Comprehensive Composite Restoration

Paul R. Chalifoux, DDS

A comprehensive composite restoration does not refer to and is not ideal for full-mouth rehabilitation but is ideal for specific restorative situations and smile improvements. This article describes all of the factors that determine when composite is appropriate and what steps are required to maximize results. There are 6 principles used to treatment plan and 6 principles applied to composite restoration. These 12 principles become a checklist to improve composite use and results (Figure 1).

Composite restoration requires proper treatment planning and an appreciation of restorative principles. Artistic ability and scientific knowledge produce esthetic, strong, long-lasting restorations.1,2 Artistic placement of the appropriate composite material replicates the appearance of natural tooth structure.3,4 Scientific knowledge incurs proper tooth preparation, composite selection, and techniques to produce long-lasting restorations.5,6 A dentist must know smile design, color,  tooth color, position and shape, esthetic goals, and composite techniques. Composite techniques include tooth preparation, bonding, material selection, placement, and finishing techniques. Anterior and posterior teeth are restored with composite.7 There are more than 20 restorative categories and 30 smile defects commonly restored with composite. Composite is used for class I, II, III, IV, and V restorations, surface defects, composite veneers, peg laterals, diastema closure, papillae loss, composite crowns, onlays and inlays, tooth splinting, the appearance of tooth rotation and tipping, congenital defects, porcelain repair, composite repair, tooth replacement, implant access closure, and periodontal splinting. Composite corrects lost tooth structure as well as tooth position and color, including craze lines, decalcifications, fillings, discolorations, stains, dentin exposure, cavities, tipping, rotation, crowding, tooth loss, diastema, intrusion, extrusion, chips, cracks, abrasions, attrition, wear, surface defects, surface texture, gingival contours, and developmental defects.8

Posterior composites have the least impact on smile design. Replacement of amalgam changes silver to tooth color and minimizes show-through to the buccal aspects. Posterior composite restorations are very technique sensitive and require special attention to the principles presented.9-11

CASE ONE: Posterior composites
In this case, the patient presents with failing amalgam restorations and interproximal decay on the first and second molars requiring restoration (Figure 2A). After administration of anesthetic and rubber dam isolation, the amalgam and decay are removed, the enamel is finished, and matrix systems are placed. Enamel and dentin are bonded with etching and application of OptiBond® Solo (Kerr Corp., Orange, CA) to form a resin hybrid layer. (Figures 2B and 2C). Composite (Premise™ body shade, Kerr) is added in layers while touching no more than 2 walls at a time to minimize stress from shrinkage (often referred to as the C-factor) and replicate dentin color. Enamel-shaded composite (Premise translucent) is layered, cured, shaped, custom colored, and polished (Figure 2D).

Treatment Planning
Patient care requires comprehensive treatment planning. Smile design is an important aspect of comprehensive treatment planning and composite restoration. Dominance, proportion, perspective, symmetry, and balance produce a pleasing appearance.12-17 Normal contacts, long axis, gingival apex, incisal and gingival height of contour, parallel anatomy from tooth to tooth–including the silhouette of the teeth and face anatomy–define normal pleasing teeth and smile relationships.5,18,19 It is normal to see all oval or all square teeth but it is not pleasing to mix them. The ideal relationships can be seen in Figure 3.

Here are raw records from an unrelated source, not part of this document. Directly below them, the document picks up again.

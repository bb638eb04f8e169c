//! The capability required of interpolatable per-master values.

use std::ops::{Add, Mul, Sub};

/// Anything supporting elementwise scale-and-add can be interpolated.
///
/// `f64` and vector types such as `kurbo::Vec2` satisfy this out of the
/// box; composite records only need the three std ops over themselves.
pub trait MasterValue:
    Clone + Add<Output = Self> + Sub<Output = Self> + Mul<f64, Output = Self>
{
}

impl<T> MasterValue for T where
    T: Clone + Add<Output = T> + Sub<Output = T> + Mul<f64, Output = T>
{
}
//! Error types for variation model construction and evaluation.

/// Result type for variation model operations.
pub type Result<T> = std::result::Result<T, Error>;

/// Errors that can occur while building or evaluating a variation model.
#[derive(Debug, Clone, PartialEq, thiserror::Error)]
pub enum Error {
    /// No master sits at the default (all-zero) location.
    #[error("No base master found at the default location")]
    MissingBaseMaster,

    /// Two masters normalize to the same location.
    #[error("Duplicate master location: {0}")]
    DuplicateLocation(String),

    /// A per-master value array does not match the master count.
    #[error("Expected {expected} master values, got {actual}")]
    AxisValueMismatch { expected: usize, actual: usize },

    /// Strict scalar evaluation requires every support axis in the query.
    #[error("Query location has no value for axis '{0}'")]
    MissingAxisValue(String),

    /// A master reordering referenced an out-of-range or repeated index.
    #[error("Master mapping index {index} invalid for {len} masters")]
    InvalidMapping { index: usize, len: usize },
}
//! Locations in the normalized design space.

use std::{collections::BTreeMap, fmt};

/// A point in design space, as a mapping from axis tag to coordinate.
///
/// Axes absent from the mapping have the implicit coordinate 0.0 (the
/// default/neutral value). The empty location is the base master location.
#[derive(Debug, Clone, Default, PartialEq)]
pub struct Location {
    axes: BTreeMap<String, f64>,
}

impl Location {
    /// Create an empty location (the default location on every axis).
    pub fn new() -> Self {
        Self::default()
    }

    /// Create a location from (axis tag, coordinate) pairs.
    pub fn from_pairs<S, I>(pairs: I) -> Self
    where
        S: Into<String>,
        I: IntoIterator<Item = (S, f64)>,
    {
        pairs.into_iter().collect()
    }

    /// Set the coordinate for an axis, returning the updated location.
    pub fn with(mut self, tag: &str, value: f64) -> Self {
        self.axes.insert(tag.to_string(), value);
        self
    }

    /// Set the coordinate for an axis.
    pub fn set(&mut self, tag: &str, value: f64) {
        self.axes.insert(tag.to_string(), value);
    }

    /// The coordinate on an axis, or 0.0 if the axis is not listed.
    pub fn get(&self, tag: &str) -> f64 {
        self.axes.get(tag).copied().unwrap_or(0.0)
    }

    /// The coordinate on an axis, or `None` if the axis is not listed.
    pub fn coordinate(&self, tag: &str) -> Option<f64> {
        self.axes.get(tag).copied()
    }

    /// Whether the axis is explicitly listed.
    pub fn contains(&self, tag: &str) -> bool {
        self.axes.contains_key(tag)
    }

    /// Number of explicitly listed axes.
    pub fn len(&self) -> usize {
        self.axes.len()
    }

    /// Whether no axis is explicitly listed.
    pub fn is_empty(&self) -> bool {
        self.axes.is_empty()
    }

    /// Iterate over (axis tag, coordinate) pairs in axis-tag order.
    pub fn iter(&self) -> impl Iterator<Item = (&str, f64)> {
        self.axes.iter().map(|(tag, &value)| (tag.as_str(), value))
    }

    /// Iterate over the listed axis tags in order.
    pub fn tags(&self) -> impl Iterator<Item = &str> {
        self.axes.keys().map(String::as_str)
    }

    /// A copy with all zero-valued entries dropped.
    ///
    /// Two locations are the same point in design space exactly when their
    /// trimmed forms are equal.
    pub fn trimmed(&self) -> Location {
        Location {
            axes: self
                .axes
                .iter()
                .filter(|&(_, &value)| value != 0.0)
                .map(|(tag, &value)| (tag.clone(), value))
                .collect(),
        }
    }
}

impl<S: Into<String>> FromIterator<(S, f64)> for Location {
    fn from_iter<I: IntoIterator<Item = (S, f64)>>(iter: I) -> Self {
        Location {
            axes: iter.into_iter().map(|(tag, value)| (tag.into(), value)).collect(),
        }
    }
}

impl fmt::Display for Location {
    fn fmt(&self, f: &mut fmt::Formatter<'_>) -> fmt::Result {
        write!(f, "{{")?;
        for (i, (tag, value)) in self.axes.iter().enumerate() {
            if i > 0 {
                write!(f, ", ")?;
            }
            write!(f, "{tag}: {value}")?;
        }
        write!(f, "}}")
    }
}

#[cfg(test)]
mod tests {
    use super::*;

    #[test]
    fn absent_axis_defaults_to_zero() {
        let loc = Location::from_pairs([("wght", 0.5)]);
        assert_eq!(loc.get("wght"), 0.5);
        assert_eq!(loc.get("wdth"), 0.0);
        assert!(!loc.contains("wdth"));
    }

    #[test]
    fn trimmed_drops_zero_entries() {
        let loc = Location::from_pairs([("wght", 0.5), ("wdth", 0.0)]);
        let trimmed = loc.trimmed();
        assert_eq!(trimmed.len(), 1);
        assert_eq!(trimmed, Location::from_pairs([("wght", 0.5)]));
    }

    #[test]
    fn trimmed_equality_identifies_same_point() {
        let a = Location::from_pairs([("wght", 1.0), ("ital", 0.0)]);
        let b = Location::from_pairs([("wght", 1.0)]);
        assert_ne!(a, b);
        assert_eq!(a.trimmed(), b.trimmed());
    }

    #[test]
    fn display_is_sorted_by_tag() {
        let loc = Location::from_pairs([("wdth", 0.5), ("wght", 1.0)]);
        assert_eq!(loc.to_string(), "{wdth: 0.5, wght: 1}");
    }
}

In 1978, Levin described the principle of golden proportion to evaluate facial features, smile design, and tooth proportions.20 The golden rule is an ancient principle used in mathematics, art, and architecture to provide a guide for esthetically pleasing proportion. A line is divided into 2 parts so that 1 part is the mean and the other part is the extreme. The ratio of proportion is 1 to 1.618, as mean to extreme. Interestingly, the same progression of numbers can be achieved by multiplying 1.618 or dividing by 0.618.21 This proportion is applied to buildings, drawings, body parts, and smiles. In addition, to make a smile pleasing, a line drawn through the pupils of the eyes should be perpendicular to the midline. The lip line and overall incisal edges of the teeth within an arch should be parallel to the line drawn through the pupils. A smile’s fit within a face must include smile size, shape, position, etc.

A line drawn following the outline formed by the incisal edges of the maxillary teeth should be 1 mm to 3 mm parallel/equidistant to the lower lip line. Variation occurs with age. Older individuals loose elasticity in the lips, which results in sagging. Prominence of the mandibular teeth and diminution of the maxillary teeth results from this sagging. A masculine smile forms a straight smile while a feminine smile forms a curved smile.12-15

An anterior tooth compared to the adjacent distal tooth has an extreme-to-mean proportion when looking straight at the overall smile. Golden proportion exists thoughout a smile, including the cervical apex of a tooth to the height of the gingival papillae relative to the height of the gingival papillae to the incisal edge of a tooth and the mesial of the central incisor to the distal of the cuspid compared to the distal of the cuspid to the distal of the last posterior tooth.20

Esthetic treatment planning is important even when small restorations are anticipated. Completed work may need to be redone if comprehensive treatment is done later and overlaps with already completed work. For example, class V and class III restorations would be part of a veneer and would not be done as 2 separate procedures on the same tooth.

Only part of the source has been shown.